SOLE SURVIVOR by Dean Koontz

As they ran north through the soft sand and passed the corner of the restaurant, someone rushed at them from ahead and to the right, from the bluff, a shadow in the night, quick and big, like the featureless beast that seeks us in nightmares, pursuer through corridors of dreams.

“Look out,” Joe warned Rose, but she also saw the oncoming assailant and was already taking evasive action.

Joe attempted to intervene when the hurtling dark shape moved to cut Rose off—but he was blindsided by a second man who came at him from the direction of the sea. This guy was as big as a professional football linebacker, and they both went down so hard that the breath should have been knocked out of Joe, but it wasn’t, not entirely—he was wheezing but breathing—because the sand in which they landed was deep and soft, far above the highest lapping line of the compacting tide.

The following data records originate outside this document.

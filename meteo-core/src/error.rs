use reqwest::StatusCode;
use thiserror::Error;

/// Failures of the address API. An empty result is not one of them.
#[derive(Debug, Error)]
pub enum GeocodeError {
    #[error("Failed to send request to the address API")]
    Transport(#[source] reqwest::Error),

    #[error("Address API request failed with status {status}: {body}")]
    Status { status: StatusCode, body: String },

    #[error("Failed to parse address API JSON")]
    Parse(#[source] serde_json::Error),

    #[error("Address API response has no `features` array")]
    MissingFeatures,
}

/// Which OpenWeather endpoint a [`WeatherError`] came from.
#[derive(Debug, Clone, Copy, PartialEq, Eq)]
pub enum Endpoint {
    Current,
    Forecast,
    City,
}

impl Endpoint {
    pub fn as_str(&self) -> &'static str {
        match self {
            Endpoint::Current => "current weather",
            Endpoint::Forecast => "5-day forecast",
            Endpoint::City => "city weather",
        }
    }
}

impl std::fmt::Display for Endpoint {
    fn fmt(&self, f: &mut std::fmt::Formatter<'_>) -> std::fmt::Result {
        f.write_str(self.as_str())
    }
}

#[derive(Debug, Error)]
pub enum WeatherError {
    #[error("Failed to send request to OpenWeather ({endpoint})")]
    Transport {
        endpoint: Endpoint,
        #[source]
        source: reqwest::Error,
    },

    #[error("OpenWeather {endpoint} request failed with status {status}: {body}")]
    Status {
        endpoint: Endpoint,
        status: StatusCode,
        body: String,
    },

    #[error("Failed to parse OpenWeather {endpoint} JSON")]
    Parse {
        endpoint: Endpoint,
        #[source]
        source: serde_json::Error,
    },

    #[error("OpenWeather {endpoint} response is missing {what}")]
    Malformed {
        endpoint: Endpoint,
        what: &'static str,
    },

    #[error("OpenWeather returned code {code}: {message}")]
    Provider { code: String, message: String },
}

impl WeatherError {
    pub fn endpoint(&self) -> Option<Endpoint> {
        match self {
            WeatherError::Transport { endpoint, .. }
            | WeatherError::Status { endpoint, .. }
            | WeatherError::Parse { endpoint, .. }
            | WeatherError::Malformed { endpoint, .. } => Some(*endpoint),
            WeatherError::Provider { .. } => None,
        }
    }
}

#[derive(Debug, Error, PartialEq, Eq)]
pub enum ConfigError {
    #[error(
        "The OpenWeatherMap API key is not set.\n\
         Hint: export OPENWEATHERMAP_API_KEY=<key> or run `meteo configure`."
    )]
    MissingCredential,
}

/// Everything that can stop an address-to-weather lookup.
#[derive(Debug, Error)]
pub enum LookupError {
    #[error("Please enter an address.")]
    EmptyAddress,

    #[error(transparent)]
    Config(#[from] ConfigError),

    #[error("Address lookup failed")]
    Geocode(#[from] GeocodeError),

    #[error("Weather lookup failed")]
    Weather(#[from] WeatherError),
}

He kicked, flailed, ruthlessly used knees and elbows and feet, and rolled out from under his attacker, scrambling to his feet as he heard someone shout at Rose farther along the strand—“Freeze, bitch!”—after which he heard a shot, hard and flat. He didn’t want to think about that shot, a whip of sound snapping across the beach to the growling sea, didn’t want to think about Rose with a bullet in her head and his Nina lost again forever, but he couldn’t avoid thinking about it, the possibility like a lash burn branded forever across the surface of his brain. His own assailant was cursing him and pushing up now from the sand, and as Joe spun around to deal with the threat, he was full of the meanness and fury that had gotten him thrown out of the youth-boxing league twenty years ago, seething with church-vandalizing rage—he was an animal now, a heartless predator, cat-quick and savage—and he reacted as though this stranger were personally responsible for poor Frank being crippled with rheumatoid arthritis, as if this sonofabitch had worked some hoodoo to make Frank’s joints swell and deform, as if this wretched thug were the sole perpetrator who had somehow put a funnel in Captain Blane’s ear and poured an elixir of madness into his head, so Joe kicked him in the crotch, and when the guy grunted and began to double over, Joe grabbed the bastard’s head and at the same time drove a knee upward, shoving the face down into the knee and jamming the knee up hard into the face, a ballet of violence, and he actually heard the crunch of the man’s nose disintegrating and felt the bite of teeth breaking against his knee cap. The guy collapsed backward on the beach, all at once choking and spitting blood and gasping for breath and crying like a small child, but this wasn’t enough for Joe, because he was wild now, wilder than any animal, as wild as weather, a cyclone of anger and grief and frustration, and he kicked where he thought ribs would be, which hurt him almost as much as it hurt the broken man who received the blow, because Joe was only wearing Nikes, not hard-toed shoes, so he tried to stomp the guy’s throat and crush his windpipe, but stomped his chest instead—and would have tried again, would have killed him, not quite realizing that he was doing so, but then he was rammed from behind by a third attacker.

Joe slammed facedown onto the beach, with the weight of this new assailant atop him, at least two hundred pounds pinning him down. Head to one side, spitting sand, he tried to heave the man off, but this time his breath was knocked out of him; he exhaled all of his strength with it, and he lay helpless.

Besides, as he gasped desperately for air, he felt his attacker thrust something cold and blunt against the side of his face, and he knew what it must be even before he heard the threat.

“You want me to blow your head off, I’ll do it,” the stranger said, and his reverberant voice had a ragged homicidal edge. “I’ll do it, you asshole.”

Joe believed him and stopped resisting. He struggled only for his breath.